* _Exercise materials_:
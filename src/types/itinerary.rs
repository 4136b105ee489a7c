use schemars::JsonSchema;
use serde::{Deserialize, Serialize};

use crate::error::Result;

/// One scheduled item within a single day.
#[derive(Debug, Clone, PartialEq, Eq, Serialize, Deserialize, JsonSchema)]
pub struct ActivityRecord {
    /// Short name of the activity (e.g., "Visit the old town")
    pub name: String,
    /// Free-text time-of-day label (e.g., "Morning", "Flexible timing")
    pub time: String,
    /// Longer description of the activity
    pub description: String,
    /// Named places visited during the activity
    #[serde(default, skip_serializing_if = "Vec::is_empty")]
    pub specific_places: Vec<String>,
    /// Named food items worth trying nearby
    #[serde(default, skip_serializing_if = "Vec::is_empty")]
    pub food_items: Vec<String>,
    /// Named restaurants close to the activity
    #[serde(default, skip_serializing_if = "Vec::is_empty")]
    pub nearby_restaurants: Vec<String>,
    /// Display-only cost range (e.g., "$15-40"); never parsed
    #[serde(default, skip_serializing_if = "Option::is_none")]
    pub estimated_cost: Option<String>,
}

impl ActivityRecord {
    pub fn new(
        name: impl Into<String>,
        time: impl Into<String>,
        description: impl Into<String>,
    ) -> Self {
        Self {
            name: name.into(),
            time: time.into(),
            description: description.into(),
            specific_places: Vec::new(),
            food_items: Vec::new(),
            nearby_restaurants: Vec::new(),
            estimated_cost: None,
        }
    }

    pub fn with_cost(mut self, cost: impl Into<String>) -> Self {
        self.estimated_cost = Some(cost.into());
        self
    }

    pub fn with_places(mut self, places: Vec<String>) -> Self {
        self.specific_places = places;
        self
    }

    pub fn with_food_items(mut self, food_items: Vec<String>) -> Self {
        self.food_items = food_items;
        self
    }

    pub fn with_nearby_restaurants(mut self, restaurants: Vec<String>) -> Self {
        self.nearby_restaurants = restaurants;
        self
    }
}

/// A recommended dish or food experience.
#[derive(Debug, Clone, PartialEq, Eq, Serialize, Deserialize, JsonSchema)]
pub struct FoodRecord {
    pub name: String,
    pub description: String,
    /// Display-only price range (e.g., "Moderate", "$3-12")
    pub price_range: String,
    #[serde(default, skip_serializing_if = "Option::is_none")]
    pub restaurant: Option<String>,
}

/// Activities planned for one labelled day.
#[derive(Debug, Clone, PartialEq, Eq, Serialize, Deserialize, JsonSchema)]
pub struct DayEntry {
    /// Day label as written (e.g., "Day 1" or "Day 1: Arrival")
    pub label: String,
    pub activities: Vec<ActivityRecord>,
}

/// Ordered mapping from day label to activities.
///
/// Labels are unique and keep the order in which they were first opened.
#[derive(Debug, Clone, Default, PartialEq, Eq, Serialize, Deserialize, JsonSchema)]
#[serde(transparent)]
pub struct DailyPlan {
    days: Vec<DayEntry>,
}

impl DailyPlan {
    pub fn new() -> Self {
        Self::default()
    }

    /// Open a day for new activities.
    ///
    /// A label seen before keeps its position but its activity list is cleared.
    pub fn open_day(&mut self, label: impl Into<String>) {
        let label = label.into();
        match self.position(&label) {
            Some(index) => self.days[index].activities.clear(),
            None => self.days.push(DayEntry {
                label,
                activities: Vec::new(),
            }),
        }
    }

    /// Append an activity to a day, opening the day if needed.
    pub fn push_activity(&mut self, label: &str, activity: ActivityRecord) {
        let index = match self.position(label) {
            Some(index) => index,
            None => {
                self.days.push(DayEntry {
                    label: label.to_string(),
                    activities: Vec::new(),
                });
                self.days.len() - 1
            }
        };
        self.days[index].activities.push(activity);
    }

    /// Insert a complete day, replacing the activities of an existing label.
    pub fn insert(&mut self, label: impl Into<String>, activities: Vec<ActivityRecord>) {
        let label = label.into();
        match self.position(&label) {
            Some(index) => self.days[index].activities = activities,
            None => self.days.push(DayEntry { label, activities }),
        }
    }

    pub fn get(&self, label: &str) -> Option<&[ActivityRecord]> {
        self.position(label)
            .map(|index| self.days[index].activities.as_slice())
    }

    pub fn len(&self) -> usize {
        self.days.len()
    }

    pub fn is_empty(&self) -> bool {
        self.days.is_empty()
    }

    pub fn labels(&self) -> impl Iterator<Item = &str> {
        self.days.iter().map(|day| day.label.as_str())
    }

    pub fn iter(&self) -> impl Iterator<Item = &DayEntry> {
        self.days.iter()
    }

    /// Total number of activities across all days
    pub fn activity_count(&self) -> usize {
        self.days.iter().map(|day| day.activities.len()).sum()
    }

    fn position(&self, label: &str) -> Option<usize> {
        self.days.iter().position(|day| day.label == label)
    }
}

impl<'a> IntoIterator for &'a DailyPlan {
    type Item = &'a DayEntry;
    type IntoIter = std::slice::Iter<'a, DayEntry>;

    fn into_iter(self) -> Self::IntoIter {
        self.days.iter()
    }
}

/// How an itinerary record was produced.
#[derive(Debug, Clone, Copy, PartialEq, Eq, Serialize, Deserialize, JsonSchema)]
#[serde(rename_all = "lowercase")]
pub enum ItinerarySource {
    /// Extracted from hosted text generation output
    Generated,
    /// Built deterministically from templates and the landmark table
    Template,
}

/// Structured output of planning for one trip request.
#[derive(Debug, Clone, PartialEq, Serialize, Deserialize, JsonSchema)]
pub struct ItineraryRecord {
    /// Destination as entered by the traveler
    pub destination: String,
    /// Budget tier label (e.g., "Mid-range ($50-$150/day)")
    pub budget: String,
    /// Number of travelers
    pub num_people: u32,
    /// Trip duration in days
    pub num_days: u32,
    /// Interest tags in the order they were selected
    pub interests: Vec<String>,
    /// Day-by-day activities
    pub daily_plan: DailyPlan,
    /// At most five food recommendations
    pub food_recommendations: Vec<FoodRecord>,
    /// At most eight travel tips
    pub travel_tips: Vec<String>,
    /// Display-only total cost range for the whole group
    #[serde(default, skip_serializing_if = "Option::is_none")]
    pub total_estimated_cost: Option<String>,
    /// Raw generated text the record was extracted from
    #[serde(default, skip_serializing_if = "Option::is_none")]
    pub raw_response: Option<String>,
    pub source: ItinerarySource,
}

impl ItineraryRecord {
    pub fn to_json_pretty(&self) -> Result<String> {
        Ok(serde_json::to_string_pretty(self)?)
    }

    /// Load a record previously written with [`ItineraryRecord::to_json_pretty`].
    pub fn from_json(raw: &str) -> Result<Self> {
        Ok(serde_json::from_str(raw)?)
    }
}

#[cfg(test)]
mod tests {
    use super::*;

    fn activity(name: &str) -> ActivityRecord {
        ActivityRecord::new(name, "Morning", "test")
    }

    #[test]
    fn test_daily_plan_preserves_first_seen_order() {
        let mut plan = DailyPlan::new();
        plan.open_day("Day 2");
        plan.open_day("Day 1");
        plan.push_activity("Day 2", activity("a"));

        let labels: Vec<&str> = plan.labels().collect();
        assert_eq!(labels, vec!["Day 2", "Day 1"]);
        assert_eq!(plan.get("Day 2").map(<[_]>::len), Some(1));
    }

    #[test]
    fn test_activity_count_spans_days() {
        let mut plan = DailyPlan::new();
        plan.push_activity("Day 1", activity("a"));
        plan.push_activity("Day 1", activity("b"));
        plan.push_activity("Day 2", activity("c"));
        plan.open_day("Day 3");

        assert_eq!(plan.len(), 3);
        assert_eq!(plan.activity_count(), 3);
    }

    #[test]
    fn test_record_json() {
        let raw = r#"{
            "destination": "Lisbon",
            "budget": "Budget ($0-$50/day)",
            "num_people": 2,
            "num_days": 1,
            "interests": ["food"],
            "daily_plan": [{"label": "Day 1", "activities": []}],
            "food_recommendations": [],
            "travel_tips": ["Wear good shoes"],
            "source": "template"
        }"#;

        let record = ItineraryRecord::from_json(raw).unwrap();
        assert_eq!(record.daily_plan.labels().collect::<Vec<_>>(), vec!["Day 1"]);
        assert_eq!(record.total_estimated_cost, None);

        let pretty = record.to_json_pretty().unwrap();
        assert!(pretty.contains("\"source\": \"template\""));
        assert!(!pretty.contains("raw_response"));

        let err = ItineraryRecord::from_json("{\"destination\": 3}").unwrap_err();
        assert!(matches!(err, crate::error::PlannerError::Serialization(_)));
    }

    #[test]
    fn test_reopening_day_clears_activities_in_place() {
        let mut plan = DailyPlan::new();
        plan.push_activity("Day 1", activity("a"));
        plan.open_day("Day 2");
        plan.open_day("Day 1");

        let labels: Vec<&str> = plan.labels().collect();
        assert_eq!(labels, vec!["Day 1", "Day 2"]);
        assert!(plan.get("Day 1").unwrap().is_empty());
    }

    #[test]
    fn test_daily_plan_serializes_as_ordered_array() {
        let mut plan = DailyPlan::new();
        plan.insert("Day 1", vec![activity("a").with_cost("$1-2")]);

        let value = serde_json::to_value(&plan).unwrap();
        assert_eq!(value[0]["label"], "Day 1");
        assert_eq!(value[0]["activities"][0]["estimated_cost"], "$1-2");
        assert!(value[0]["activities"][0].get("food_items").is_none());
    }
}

* * *

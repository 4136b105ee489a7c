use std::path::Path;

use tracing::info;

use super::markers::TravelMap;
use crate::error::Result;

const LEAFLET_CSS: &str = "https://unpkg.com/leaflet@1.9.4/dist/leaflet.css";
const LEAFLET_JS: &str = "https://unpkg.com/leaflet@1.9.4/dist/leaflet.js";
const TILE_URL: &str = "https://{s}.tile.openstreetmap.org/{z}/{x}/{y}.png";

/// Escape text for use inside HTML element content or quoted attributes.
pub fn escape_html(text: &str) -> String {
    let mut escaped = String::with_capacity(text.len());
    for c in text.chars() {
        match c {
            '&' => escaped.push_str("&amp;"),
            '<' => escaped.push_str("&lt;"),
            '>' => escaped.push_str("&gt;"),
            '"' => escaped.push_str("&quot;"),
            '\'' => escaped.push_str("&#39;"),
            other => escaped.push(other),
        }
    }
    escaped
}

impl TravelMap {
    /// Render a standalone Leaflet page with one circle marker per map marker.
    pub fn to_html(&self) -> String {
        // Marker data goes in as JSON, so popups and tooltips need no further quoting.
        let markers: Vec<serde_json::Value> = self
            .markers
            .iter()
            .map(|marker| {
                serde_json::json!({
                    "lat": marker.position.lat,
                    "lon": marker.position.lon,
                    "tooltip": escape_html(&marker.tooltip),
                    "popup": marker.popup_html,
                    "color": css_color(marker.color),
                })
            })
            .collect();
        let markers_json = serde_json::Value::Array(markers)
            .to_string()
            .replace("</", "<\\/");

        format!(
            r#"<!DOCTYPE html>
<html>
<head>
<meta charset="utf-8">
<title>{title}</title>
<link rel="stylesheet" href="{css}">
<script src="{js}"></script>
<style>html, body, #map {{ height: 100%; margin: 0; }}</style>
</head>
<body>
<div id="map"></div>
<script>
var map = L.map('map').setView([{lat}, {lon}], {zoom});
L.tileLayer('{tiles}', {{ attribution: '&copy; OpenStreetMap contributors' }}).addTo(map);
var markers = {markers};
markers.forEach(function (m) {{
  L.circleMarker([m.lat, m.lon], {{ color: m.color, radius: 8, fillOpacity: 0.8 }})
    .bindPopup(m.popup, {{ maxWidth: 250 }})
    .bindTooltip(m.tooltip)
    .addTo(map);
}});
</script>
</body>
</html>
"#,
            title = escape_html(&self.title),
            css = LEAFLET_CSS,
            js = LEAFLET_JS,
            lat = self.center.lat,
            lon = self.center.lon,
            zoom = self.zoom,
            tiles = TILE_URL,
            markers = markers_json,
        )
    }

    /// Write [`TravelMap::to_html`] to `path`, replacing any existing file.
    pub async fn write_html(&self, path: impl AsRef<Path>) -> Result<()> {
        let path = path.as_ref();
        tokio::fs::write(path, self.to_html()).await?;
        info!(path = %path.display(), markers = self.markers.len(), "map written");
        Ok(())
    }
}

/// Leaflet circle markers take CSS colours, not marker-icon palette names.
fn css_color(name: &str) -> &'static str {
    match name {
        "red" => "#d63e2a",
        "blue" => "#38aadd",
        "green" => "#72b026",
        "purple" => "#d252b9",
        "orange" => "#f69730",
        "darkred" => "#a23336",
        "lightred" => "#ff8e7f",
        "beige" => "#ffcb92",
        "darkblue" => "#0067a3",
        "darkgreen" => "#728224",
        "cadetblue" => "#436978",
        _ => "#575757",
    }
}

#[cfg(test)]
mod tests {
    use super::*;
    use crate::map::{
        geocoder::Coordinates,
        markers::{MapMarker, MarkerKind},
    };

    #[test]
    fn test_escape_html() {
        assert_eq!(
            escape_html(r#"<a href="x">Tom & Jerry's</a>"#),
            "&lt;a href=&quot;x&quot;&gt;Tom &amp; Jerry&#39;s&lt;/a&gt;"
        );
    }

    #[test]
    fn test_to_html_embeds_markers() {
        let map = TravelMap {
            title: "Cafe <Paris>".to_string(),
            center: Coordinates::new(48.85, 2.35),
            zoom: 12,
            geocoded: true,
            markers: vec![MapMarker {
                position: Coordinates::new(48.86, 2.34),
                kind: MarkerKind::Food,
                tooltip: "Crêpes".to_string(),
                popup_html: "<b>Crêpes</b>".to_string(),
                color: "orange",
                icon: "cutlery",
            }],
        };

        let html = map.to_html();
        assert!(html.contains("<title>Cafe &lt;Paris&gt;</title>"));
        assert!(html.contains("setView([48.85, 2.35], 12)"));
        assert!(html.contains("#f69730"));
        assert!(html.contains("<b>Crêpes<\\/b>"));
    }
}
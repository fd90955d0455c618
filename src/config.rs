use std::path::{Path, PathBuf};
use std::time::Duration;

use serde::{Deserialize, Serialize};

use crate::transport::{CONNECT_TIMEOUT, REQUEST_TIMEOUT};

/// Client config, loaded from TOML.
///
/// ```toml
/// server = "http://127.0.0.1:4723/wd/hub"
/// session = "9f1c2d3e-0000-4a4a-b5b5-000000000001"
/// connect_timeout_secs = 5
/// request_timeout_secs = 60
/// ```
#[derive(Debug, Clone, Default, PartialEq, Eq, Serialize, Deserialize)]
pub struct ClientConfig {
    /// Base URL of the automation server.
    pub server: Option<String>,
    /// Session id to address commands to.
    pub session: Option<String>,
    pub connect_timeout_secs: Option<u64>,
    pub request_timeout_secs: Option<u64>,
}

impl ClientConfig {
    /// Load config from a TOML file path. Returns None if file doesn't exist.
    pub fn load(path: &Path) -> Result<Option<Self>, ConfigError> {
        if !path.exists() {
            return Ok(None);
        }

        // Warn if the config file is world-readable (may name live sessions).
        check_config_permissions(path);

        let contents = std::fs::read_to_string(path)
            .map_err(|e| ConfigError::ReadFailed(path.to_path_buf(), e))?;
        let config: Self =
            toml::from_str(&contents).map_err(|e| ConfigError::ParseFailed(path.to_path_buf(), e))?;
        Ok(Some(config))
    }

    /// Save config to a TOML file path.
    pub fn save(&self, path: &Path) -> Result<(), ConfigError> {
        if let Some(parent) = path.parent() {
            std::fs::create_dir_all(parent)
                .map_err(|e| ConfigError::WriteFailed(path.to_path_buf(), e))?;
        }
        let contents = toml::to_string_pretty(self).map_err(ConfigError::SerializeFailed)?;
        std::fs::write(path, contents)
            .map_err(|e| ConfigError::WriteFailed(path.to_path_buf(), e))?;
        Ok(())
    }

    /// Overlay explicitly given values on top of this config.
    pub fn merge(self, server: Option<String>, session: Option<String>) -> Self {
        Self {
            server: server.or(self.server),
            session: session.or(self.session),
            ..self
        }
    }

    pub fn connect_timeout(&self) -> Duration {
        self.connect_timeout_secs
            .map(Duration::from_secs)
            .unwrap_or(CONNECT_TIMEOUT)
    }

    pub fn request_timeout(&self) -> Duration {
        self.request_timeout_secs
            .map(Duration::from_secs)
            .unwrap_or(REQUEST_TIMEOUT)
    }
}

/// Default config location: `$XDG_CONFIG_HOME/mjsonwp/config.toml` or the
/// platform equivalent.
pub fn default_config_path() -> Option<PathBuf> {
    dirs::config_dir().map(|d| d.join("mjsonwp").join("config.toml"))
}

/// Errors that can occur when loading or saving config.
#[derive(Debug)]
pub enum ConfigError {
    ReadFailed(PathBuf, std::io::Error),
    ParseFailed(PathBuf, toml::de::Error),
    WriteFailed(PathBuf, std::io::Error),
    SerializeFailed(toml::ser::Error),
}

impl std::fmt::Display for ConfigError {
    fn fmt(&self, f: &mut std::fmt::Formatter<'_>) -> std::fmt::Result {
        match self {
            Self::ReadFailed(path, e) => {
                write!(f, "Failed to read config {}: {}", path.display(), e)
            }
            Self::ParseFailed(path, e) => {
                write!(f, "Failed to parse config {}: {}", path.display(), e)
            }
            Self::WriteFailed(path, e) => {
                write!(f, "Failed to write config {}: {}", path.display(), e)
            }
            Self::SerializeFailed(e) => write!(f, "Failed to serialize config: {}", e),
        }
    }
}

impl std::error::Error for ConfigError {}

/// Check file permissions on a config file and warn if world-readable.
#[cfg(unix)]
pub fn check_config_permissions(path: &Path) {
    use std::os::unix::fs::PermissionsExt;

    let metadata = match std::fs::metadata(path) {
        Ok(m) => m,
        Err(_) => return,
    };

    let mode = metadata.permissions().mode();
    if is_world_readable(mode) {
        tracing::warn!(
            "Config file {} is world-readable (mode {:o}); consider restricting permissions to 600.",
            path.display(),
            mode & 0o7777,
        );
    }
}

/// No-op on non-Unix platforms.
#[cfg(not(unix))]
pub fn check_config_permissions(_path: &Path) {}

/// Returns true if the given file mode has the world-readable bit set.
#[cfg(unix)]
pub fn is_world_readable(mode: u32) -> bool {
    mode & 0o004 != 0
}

* _Task statement_:
Every line above that includes the string "Named" should be counted, and the answer should be that number only.

* _Output of the task_:
3